CHICAGO – The Chicago City Council today passed an ordinance to increase fines on air pollution in Chicago as part of an ongoing effort to further protect residents from environmental hazards. The ordinance will allow the Chicago Department of Public Health (CDPH) to assess higher fines on industrial facilities and demolition contractors that create dust and risk the health and quality-of-life of residents. The measure was introduced in December by Mayor Lori E. Lightfoot.

“Protecting the health of our residents remains our highest priority, especially as we continue to grapple with the challenges of COVID-19," said Mayor Lightfoot. "This ordinance will allow us to do just that by holding companies accountable for jeopardizing the health of our residents and deterring future environmental violations in our city.”

The current penalty for a variety of air pollution violations committed by large industrial facilities—defined as those that have the capacity to emit significant amounts of pollution—must fall in a range of $1,000 to $5,000. Under the new ordinance, these fines will increase for large facilities to $5,000 to $10,000 for a first offense, $10,000 to $15,000 for a second offense, and $15,000 to $20,000 for any subsequent offense. The fine can go up to $50,000 if the violation is egregious and involves visible emissions, prohibited air pollution or improper handling of material that can become windborne.

“CDPH is committed to advancing and enforcing environmental policies and rules to protect air quality,” said CDPH Commissioner Allison Arwady, M.D. “This ordinance provides our inspectors with additional enforcement tools to hold industrial facilities and demolition contractors accountable and ensure they follow the rules.”

In addition, large facilities that fail to obtain the right permit and certificate to operate will see their penalty rise from a range of $1,000 to $5,000 to a range of $5,000 to $10,000. "With the passage of this new ordinance, the City Council is ensuring that the City will never hesitate to enforce our environmental safety regulations to the fullest extent possible when encountering violations," said Susan Sadlowski Garza, 10th Ward Alderwoman. "Today's measure builds on our efforts to hold bad actors accountable and restore justice to our communities."

Under the ordinance, there are also additional penalties for contractors that demolish large commercial buildings without keeping the dust under control. The current range of $5,000 to $10,000 will stay in place for first offenders, but second offenses will now have a range of $10,000 to $15,000 and subsequent offenses will have a range of $15,000 to $20,000. If there’s a particularly egregious violation involving the lack of safeguards, dust minimization, or disposal of dust and debris, the fine can be up to $50,000. There will be no change in the fines on contractors demolishing smaller buildings or on facilities that do not have the potential to emit large amounts of pollution.

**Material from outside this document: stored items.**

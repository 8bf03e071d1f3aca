//! Lifecycle control for the reactor thread.

use std::fmt;
use std::net::SocketAddr;
use std::sync::Arc;
use std::sync::atomic::{AtomicBool, Ordering};
use std::thread;

use courier_config::ListenEndpoint;
use courier_wire::{JsonLinesCodec, TransportCodec};
use mio::Waker;
use tracing::{info, warn};

use crate::dispatch::{Dispatcher, Invoker};
use crate::transport::{Reactor, ServerError};

const SERVER_TARGET: &str = concat!(env!("CARGO_PKG_NAME"), "::server");
const REACTOR_THREAD_NAME: &str = "courier-reactor";

/// A bound but not yet running server.
///
/// Binding happens eagerly so address conflicts surface before any thread is
/// spawned.
pub struct Server {
    reactor: Reactor,
}

impl Server {
    /// Binds `endpoint` and serves `dispatcher` with the JSON lines codec.
    ///
    /// # Errors
    ///
    /// Returns an error when the endpoint does not resolve, the address is in
    /// use or unavailable, or readiness polling cannot be set up.
    pub fn bind<T: Send + 'static>(
        endpoint: &ListenEndpoint,
        dispatcher: Dispatcher<T>,
    ) -> Result<Self, ServerError> {
        Self::bind_with(endpoint, dispatcher, JsonLinesCodec::new())
    }

    /// Binds `endpoint` with an explicit invoker and codec.
    ///
    /// # Errors
    ///
    /// See [`Server::bind`].
    pub fn bind_with<I, C>(
        endpoint: &ListenEndpoint,
        invoker: I,
        codec: C,
    ) -> Result<Self, ServerError>
    where
        I: Invoker,
        C: TransportCodec + Send + 'static,
    {
        let reactor = Reactor::bind(endpoint, Box::new(invoker), Box::new(codec))?;
        Ok(Self { reactor })
    }

    /// Address the listener is bound to.
    #[must_use]
    pub const fn local_addr(&self) -> SocketAddr {
        self.reactor.local_addr()
    }

    /// Spawns the reactor thread and returns immediately.
    ///
    /// # Errors
    ///
    /// Returns [`ServerError::Spawn`] when the thread cannot be created.
    pub fn start(self) -> Result<ServerHandle, ServerError> {
        let local_addr = self.reactor.local_addr();
        let flag = Arc::new(AtomicBool::new(false));
        let stopper = StopHandle {
            flag: Arc::clone(&flag),
            waker: self.reactor.waker(),
        };
        let reactor = self.reactor;
        let thread = thread::Builder::new()
            .name(REACTOR_THREAD_NAME.to_owned())
            .spawn(move || reactor.run(&flag))
            .map_err(|source| ServerError::Spawn { source })?;
        info!(
            target: SERVER_TARGET,
            addr = %local_addr,
            "server listening"
        );
        Ok(ServerHandle {
            stopper,
            local_addr,
            thread: Some(thread),
        })
    }
}

impl fmt::Debug for Server {
    fn fmt(&self, formatter: &mut fmt::Formatter<'_>) -> fmt::Result {
        formatter
            .debug_struct("Server")
            .field("local_addr", &self.local_addr())
            .finish_non_exhaustive()
    }
}

/// Cloneable handle that asks a running reactor to stop.
#[derive(Clone)]
pub struct StopHandle {
    flag: Arc<AtomicBool>,
    waker: Arc<Waker>,
}

impl StopHandle {
    /// Requests shutdown and wakes the reactor. Repeated calls are no-ops.
    pub fn stop(&self) {
        if self.flag.swap(true, Ordering::SeqCst) {
            return;
        }
        if let Err(error) = self.waker.wake() {
            warn!(
                target: SERVER_TARGET,
                error = %error,
                "failed to wake reactor"
            );
        }
    }

    /// Returns `true` once a stop has been requested.
    #[must_use]
    pub fn is_stopped(&self) -> bool {
        self.flag.load(Ordering::SeqCst)
    }
}

impl fmt::Debug for StopHandle {
    fn fmt(&self, formatter: &mut fmt::Formatter<'_>) -> fmt::Result {
        formatter
            .debug_struct("StopHandle")
            .field("stopped", &self.is_stopped())
            .finish_non_exhaustive()
    }
}

/// Handle to a running server.
///
/// Dropping the handle stops the server without waiting for it.
#[derive(Debug)]
pub struct ServerHandle {
    stopper: StopHandle,
    local_addr: SocketAddr,
    thread: Option<thread::JoinHandle<()>>,
}

impl ServerHandle {
    /// Address the server accepts connections on.
    #[must_use]
    pub const fn local_addr(&self) -> SocketAddr {
        self.local_addr
    }

    /// Requests shutdown; returns without waiting.
    pub fn stop(&self) {
        self.stopper.stop();
    }

    /// Handle that can request shutdown from another thread.
    #[must_use]
    pub fn stopper(&self) -> StopHandle {
        self.stopper.clone()
    }

    /// Blocks until the reactor thread has exited.
    ///
    /// The reactor only exits after a stop request, so joining without one
    /// blocks indefinitely.
    ///
    /// # Errors
    ///
    /// Returns [`ServerError::ThreadPanic`] when the reactor thread panicked.
    pub fn join(mut self) -> Result<(), ServerError> {
        let Some(thread) = self.thread.take() else {
            return Ok(());
        };
        thread.join().map_err(|_| ServerError::ThreadPanic)?;
        info!(
            target: SERVER_TARGET,
            addr = %self.local_addr,
            "server stopped"
        );
        Ok(())
    }

    /// Stops the server and waits for the reactor thread.
    ///
    /// # Errors
    ///
    /// See [`ServerHandle::join`].
    pub fn shutdown(self) -> Result<(), ServerError> {
        self.stop();
        self.join()
    }
}

impl Drop for ServerHandle {
    fn drop(&mut self) {
        if self.thread.is_some() {
            self.stopper.stop();
        }
    }
}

"Wards like the 12th Ward with Planned Manufacturing Districts must balance industry, environmental health and safety, and livability without the support of a Department of Environment,” said George A. Cardenas, 12th Ward Alderman. “The past year was particularly challenging for the residents of Little Village, who have endured many air pollution violations during a pandemic. Tough enforcement of environmental violations has been long overdue in the City of Chicago. With this new ordinance, we are ramping up our enforcement efforts and increasing fines to ensure that bad actors are held accountable.”

Today’s ordinance follows the City’s rapid and aggressive effort to hold companies accountable for excessive dust and other air pollution violations. Following the dust caused by the implosion of a smokestack located on the grounds of the former Crawford Power Generating Station in April, Mayor Lightfoot implemented a sixmonth moratorium on demolitions by implosion citywide. And, in June, the City imposed tough rules on large recycling facilities, banning numerous activities and requiring planning, monitoring, and transparency to ensure dust does not escape the property. The City also issued a citation for an explosion this year at General Iron in Lincoln Park. The new ordinance will allow for higher fines for such violations.